In the present work, titanium oxide (TiO2) nanotubes were directly grown by the electrochemical oxidation of titanium substrates at 20 V in a nonaqueous electrolyte (DMSO/HF). The morphology and microstructure of the synthesized TiO2 photocatalysts were characterized by scanning electron microscopy (SEM) and X-ray diffraction (XRD). The kinetically photoelectrochemical degradation of 2-nitrophenol (2-NPh) and 4-nitrophenol (4-NPh) at the TiO2 nanotubes was examined, individually and when they were mixed together. It was found that the photoelectrochemical degradation of 2-NPh is faster than that of 4-NPh. In order to determine the kinetic behavior of 2-NPh and 4-NPh in the course of the photoelectrocatalytic oxidation of their mixtures, an experimental design with 36 samples and a test set with 6 samples were used to build up a partial least-squares (PLS) model.
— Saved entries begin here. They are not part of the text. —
// Raw ADC frames produced by the three generations of warm interface boards.
// Every layout decodes into the same AdcFrame: the link the data came from, the frame
// timestamp and a (ticks x channels) block of ADC counts. The proto WIB and WIB frames hold a
// single tick of 256 channels; the ethernet streamed frame holds 64 ticks of 64 channels.
use bitvec::prelude::*;
use byteorder::{LittleEndian, ReadBytesExt};
use ndarray::Array2;
use serde::{Deserialize, Serialize};
use std::fmt::Display;
use std::io::Cursor;
use std::str::FromStr;

use super::constants::*;
use super::error::{FrameError, FrontEndError};
use super::fragment::FragmentType;
use super::hardware_id::LinkAddress;
use super::trigger_primitive::{check_item_size, ItemFormat};

const TIMESTAMP_MASK: u64 = 0x7FFF_FFFF_FFFF_FFFF;

/// The ADC content of a single decoded frame
#[derive(Debug, Clone, PartialEq)]
pub struct AdcFrame {
    pub address: LinkAddress,
    pub timestamp: u64,
    /// In-link channel number of the first column of `adc`
    pub channel_offset: u16,
    /// ADC counts, one row per tick and one column per channel
    pub adc: Array2<u16>,
}

impl AdcFrame {
    pub fn n_ticks(&self) -> usize {
        self.adc.nrows()
    }

    pub fn n_channels(&self) -> usize {
        self.adc.ncols()
    }

    /// Timestamp of every tick held by the frame
    pub fn tick_timestamps(&self) -> Vec<u64> {
        (0..self.n_ticks() as u64)
            .map(|tick| self.timestamp + tick * TICKS_PER_SAMPLE)
            .collect()
    }
}

/// Unpack `count` little-endian values of `bits` width from a packed buffer
pub fn unpack_adc(bytes: &[u8], bits: usize, count: usize) -> Vec<u16> {
    bytes
        .view_bits::<Lsb0>()
        .chunks_exact(bits)
        .take(count)
        .map(|word| word.load_le::<u16>())
        .collect()
}

/// Pack values into a little-endian buffer of `bits` wide words
pub fn pack_adc(values: &[u16], bits: usize) -> Vec<u8> {
    let mut packed = bitvec![u8, Lsb0; 0; values.len() * bits];
    for (idx, value) in values.iter().enumerate() {
        packed[idx * bits..(idx + 1) * bits].store_le(*value);
    }
    packed.into_vec()
}

fn extract(word: u64, shift: u32, bits: u32) -> u64 {
    (word >> shift) & ((1 << bits) - 1)
}

/// The ProtoDUNE-SP warm interface board frame
#[derive(Debug)]
pub struct ProtoWibFrame;

impl ItemFormat for ProtoWibFrame {
    type Output = AdcFrame;
    const ITEM_SIZE: usize = PROTO_WIB_FRAME_SIZE;

    fn decode(bytes: &[u8]) -> Result<AdcFrame, FrameError> {
        check_item_size::<Self>(bytes)?;
        let mut cursor = Cursor::new(bytes);
        let word0 = cursor.read_u32::<LittleEndian>()? as u64;
        let _errors = cursor.read_u32::<LittleEndian>()?;
        let timestamp = cursor.read_u64::<LittleEndian>()? & TIMESTAMP_MASK;
        let address = LinkAddress::new(
            extract(word0, 16, 5) as u16,
            extract(word0, 21, 3) as u8,
            extract(word0, 13, 3) as u8,
        );

        let block_size =
            PROTO_WIB_BLOCK_HEADER_SIZE + PROTO_WIB_BLOCK_CHANNELS * PROTO_WIB_ADC_BITS / 8;
        let mut adc = Array2::<u16>::zeros((1, CHANNELS_PER_LINK));
        for block in 0..PROTO_WIB_BLOCKS {
            let start = PROTO_WIB_HEADER_SIZE + block * block_size + PROTO_WIB_BLOCK_HEADER_SIZE;
            let values = unpack_adc(
                &bytes[start..start + block_size - PROTO_WIB_BLOCK_HEADER_SIZE],
                PROTO_WIB_ADC_BITS,
                PROTO_WIB_BLOCK_CHANNELS,
            );
            for (idx, value) in values.into_iter().enumerate() {
                adc[[0, block * PROTO_WIB_BLOCK_CHANNELS + idx]] = value;
            }
        }

        Ok(AdcFrame {
            address,
            timestamp,
            channel_offset: 0,
            adc,
        })
    }
}

/// The DUNE warm interface board frame
#[derive(Debug)]
pub struct WibFrame;

impl ItemFormat for WibFrame {
    type Output = AdcFrame;
    const ITEM_SIZE: usize = WIB_FRAME_SIZE;

    fn decode(bytes: &[u8]) -> Result<AdcFrame, FrameError> {
        check_item_size::<Self>(bytes)?;
        let mut cursor = Cursor::new(bytes);
        let word0 = cursor.read_u32::<LittleEndian>()? as u64;
        let _reserved = cursor.read_u32::<LittleEndian>()?;
        let timestamp = cursor.read_u64::<LittleEndian>()?;
        let address = LinkAddress::new(
            extract(word0, 12, 8) as u16,
            extract(word0, 20, 4) as u8,
            extract(word0, 24, 6) as u8,
        );

        let adc_bytes = CHANNELS_PER_LINK * WIB_ADC_BITS / 8;
        let values = unpack_adc(
            &bytes[WIB_HEADER_SIZE..WIB_HEADER_SIZE + adc_bytes],
            WIB_ADC_BITS,
            CHANNELS_PER_LINK,
        );
        let adc = Array2::from_shape_vec((1, CHANNELS_PER_LINK), values)?;

        Ok(AdcFrame {
            address,
            timestamp,
            channel_offset: 0,
            adc,
        })
    }
}

/// The ethernet streamed WIB frame: 64 channels over 64 consecutive ticks
#[derive(Debug)]
pub struct WibEthFrame;

impl ItemFormat for WibEthFrame {
    type Output = AdcFrame;
    const ITEM_SIZE: usize = WIB_ETH_FRAME_SIZE;

    fn decode(bytes: &[u8]) -> Result<AdcFrame, FrameError> {
        check_item_size::<Self>(bytes)?;
        let mut cursor = Cursor::new(bytes);
        let word0 = cursor.read_u64::<LittleEndian>()?;
        let timestamp = cursor.read_u64::<LittleEndian>()?;
        // The stream id selects the link (upper bits) and the 64 channel group within it
        let stream = extract(word0, 24, 8);
        let address = LinkAddress::new(
            extract(word0, 10, 10) as u16,
            extract(word0, 20, 4) as u8,
            (stream >> 2) as u8,
        );
        let channel_offset = ((stream & 0x3) as usize * WIB_ETH_CHANNELS) as u16;

        let n_values = WIB_ETH_TICKS * WIB_ETH_CHANNELS;
        let values = unpack_adc(&bytes[WIB_ETH_HEADER_SIZE..], WIB_ADC_BITS, n_values);
        let adc = Array2::from_shape_vec((WIB_ETH_TICKS, WIB_ETH_CHANNELS), values)?;

        Ok(AdcFrame {
            address,
            timestamp,
            channel_offset,
            adc,
        })
    }
}

/// The front-end electronics a raw data fragment came from
#[derive(Debug, Clone, Copy, PartialEq, Eq, Serialize, Deserialize)]
#[serde(rename_all = "snake_case")]
pub enum FrontEnd {
    ProtoWib,
    Wib,
    WibEth,
}

impl FrontEnd {
    pub const NAMES: [&'static str; 3] = ["proto_wib", "wib", "wib_eth"];

    /// Infer the front-end from the fragment type recorded in a fragment header
    pub fn infer(fragment_type: FragmentType) -> Result<Self, FrontEndError> {
        match fragment_type {
            FragmentType::ProtoWib => Ok(Self::ProtoWib),
            FragmentType::Wib => Ok(Self::Wib),
            FragmentType::WibEth => Ok(Self::WibEth),
            FragmentType::Unknown(code) => Err(FrontEndError::NotInferable(code)),
            other => Err(FrontEndError::NotInferable(fragment_type_code(other))),
        }
    }

    pub fn frame_size(&self) -> usize {
        match self {
            Self::ProtoWib => ProtoWibFrame::ITEM_SIZE,
            Self::Wib => WibFrame::ITEM_SIZE,
            Self::WibEth => WibEthFrame::ITEM_SIZE,
        }
    }
}

fn fragment_type_code(fragment_type: FragmentType) -> u32 {
    match fragment_type {
        FragmentType::ProtoWib => FRAGMENT_TYPE_PROTO_WIB,
        FragmentType::Wib => FRAGMENT_TYPE_WIB,
        FragmentType::Daphne => FRAGMENT_TYPE_DAPHNE,
        FragmentType::FwTriggerPrimitive => FRAGMENT_TYPE_FW_TRIGGER_PRIMITIVE,
        FragmentType::TriggerPrimitive => FRAGMENT_TYPE_TRIGGER_PRIMITIVE,
        FragmentType::TriggerActivity => FRAGMENT_TYPE_TRIGGER_ACTIVITY,
        FragmentType::TriggerCandidate => FRAGMENT_TYPE_TRIGGER_CANDIDATE,
        FragmentType::WibEth => FRAGMENT_TYPE_WIB_ETH,
        FragmentType::Unknown(code) => code,
    }
}

impl FromStr for FrontEnd {
    type Err = FrontEndError;
    fn from_str(s: &str) -> Result<Self, Self::Err> {
        match s {
            "proto_wib" => Ok(Self::ProtoWib),
            "wib" => Ok(Self::Wib),
            "wib_eth" => Ok(Self::WibEth),
            _ => Err(FrontEndError::Unknown(s.to_string())),
        }
    }
}

impl Display for FrontEnd {
    fn fmt(&self, f: &mut std::fmt::Formatter<'_>) -> std::fmt::Result {
        match self {
            Self::ProtoWib => write!(f, "proto_wib"),
            Self::Wib => write!(f, "wib"),
            Self::WibEth => write!(f, "wib_eth"),
        }
    }
}

#[cfg(test)]
pub(crate) mod tests {
    use super::*;

    pub(crate) fn wib_frame_bytes(address: &LinkAddress, timestamp: u64, adc: &[u16]) -> Vec<u8> {
        let word0: u32 = ((address.crate_no as u32) << 12)
            | ((address.slot_no as u32) << 20)
            | ((address.link_no as u32) << 24);
        let mut bytes = Vec::with_capacity(WIB_FRAME_SIZE);
        bytes.extend_from_slice(&word0.to_le_bytes());
        bytes.extend_from_slice(&0u32.to_le_bytes());
        bytes.extend_from_slice(&timestamp.to_le_bytes());
        bytes.extend_from_slice(&pack_adc(adc, WIB_ADC_BITS));
        bytes.extend_from_slice(&[0u8; 8]); // trailer
        bytes
    }

    fn ramp(n: usize, modulo: usize) -> Vec<u16> {
        (0..n).map(|i| (i % modulo) as u16).collect()
    }

    #[test]
    fn test_pack_unpack() {
        let values: Vec<u16> = vec![0, 1, 4095, 2048, 17, 3000];
        let packed = pack_adc(&values, 12);
        assert_eq!(packed.len(), 9);
        assert_eq!(unpack_adc(&packed, 12, values.len()), values);

        let values: Vec<u16> = vec![16383, 0, 8191, 5];
        let packed = pack_adc(&values, 14);
        assert_eq!(packed.len(), 7);
        assert_eq!(unpack_adc(&packed, 14, values.len()), values);
    }

    #[test]
    fn test_proto_wib_frame() {
        let word0: u32 = (3 << 13) | (5 << 16) | (2 << 21);
        let adc = ramp(CHANNELS_PER_LINK, 4096);
        let mut bytes = Vec::with_capacity(PROTO_WIB_FRAME_SIZE);
        bytes.extend_from_slice(&word0.to_le_bytes());
        bytes.extend_from_slice(&0u32.to_le_bytes());
        bytes.extend_from_slice(&(123_456u64 | (1 << 63)).to_le_bytes());
        for block in adc.chunks(PROTO_WIB_BLOCK_CHANNELS) {
            bytes.extend_from_slice(&[0u8; PROTO_WIB_BLOCK_HEADER_SIZE]);
            bytes.extend_from_slice(&pack_adc(block, PROTO_WIB_ADC_BITS));
        }
        assert_eq!(bytes.len(), PROTO_WIB_FRAME_SIZE);

        let frame = ProtoWibFrame::decode(&bytes).unwrap();
        assert_eq!(frame.address, LinkAddress::new(5, 2, 3));
        assert_eq!(frame.timestamp, 123_456);
        assert_eq!(frame.n_ticks(), 1);
        assert_eq!(frame.adc.row(0).to_vec(), adc);
    }

    #[test]
    fn test_wib_frame() {
        let address = LinkAddress::new(4, 3, 2);
        let adc = ramp(CHANNELS_PER_LINK, 16384);
        let bytes = wib_frame_bytes(&address, 99, &adc);
        assert_eq!(bytes.len(), WIB_FRAME_SIZE);

        let frame = WibFrame::decode(&bytes).unwrap();
        assert_eq!(frame.address, address);
        assert_eq!(frame.timestamp, 99);
        assert_eq!(frame.n_channels(), CHANNELS_PER_LINK);
        assert_eq!(frame.adc[[0, 200]], 200);
    }

    #[test]
    fn test_wib_eth_frame() {
        // crate 7, slot 1, stream 0b000101 -> link 1, channel group 1
        let word0: u64 = (7 << 10) | (1 << 20) | (0b101 << 24);
        let adc: Vec<u16> = (0..WIB_ETH_TICKS * WIB_ETH_CHANNELS)
            .map(|i| (i / WIB_ETH_CHANNELS) as u16 * 100 + (i % WIB_ETH_CHANNELS) as u16)
            .collect();
        let mut bytes = Vec::with_capacity(WIB_ETH_FRAME_SIZE);
        bytes.extend_from_slice(&word0.to_le_bytes());
        bytes.extend_from_slice(&1_000u64.to_le_bytes());
        bytes.extend_from_slice(&[0u8; 16]);
        bytes.extend_from_slice(&pack_adc(&adc, WIB_ADC_BITS));
        assert_eq!(bytes.len(), WIB_ETH_FRAME_SIZE);

        let frame = WibEthFrame::decode(&bytes).unwrap();
        assert_eq!(frame.address, LinkAddress::new(7, 1, 1));
        assert_eq!(frame.channel_offset, 64);
        assert_eq!(frame.n_ticks(), WIB_ETH_TICKS);
        assert_eq!(frame.n_channels(), WIB_ETH_CHANNELS);
        assert_eq!(frame.adc[[2, 5]], 205);
        assert_eq!(frame.tick_timestamps()[3], 1_000 + 3 * TICKS_PER_SAMPLE);
    }

    #[test]
    fn test_front_end_selection() {
        for name in FrontEnd::NAMES {
            assert_eq!(FrontEnd::from_str(name).unwrap().to_string(), name);
        }
        assert!(FrontEnd::from_str("daphne").is_err());
        assert_eq!(FrontEnd::infer(FragmentType::WibEth).unwrap(), FrontEnd::WibEth);
        assert!(matches!(
            FrontEnd::infer(FragmentType::TriggerPrimitive),
            Err(FrontEndError::NotInferable(6))
        ));
        assert_eq!(FrontEnd::Wib.frame_size(), 472);
    }

    #[test]
    fn test_shape_error_is_reported() {
        let bad = Array2::<u16>::from_shape_vec((2, 2), vec![1, 2, 3]).unwrap_err();
        assert!(matches!(FrameError::from(bad), FrameError::ShapeError(_)));
    }
}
The degradation of both 4-NPh and 2-NPh became slower in the binary mixture compared with the individual degradation rates of the 4-NPh and 2-NPh. The present work has demonstrated that UV-vis spectroscopy coupled with PLS calibration can be used to in situ monitor the concentration changes, providing a novel approach to determine the competitive effects of different organic pollutants during water purification and wastewater treatment.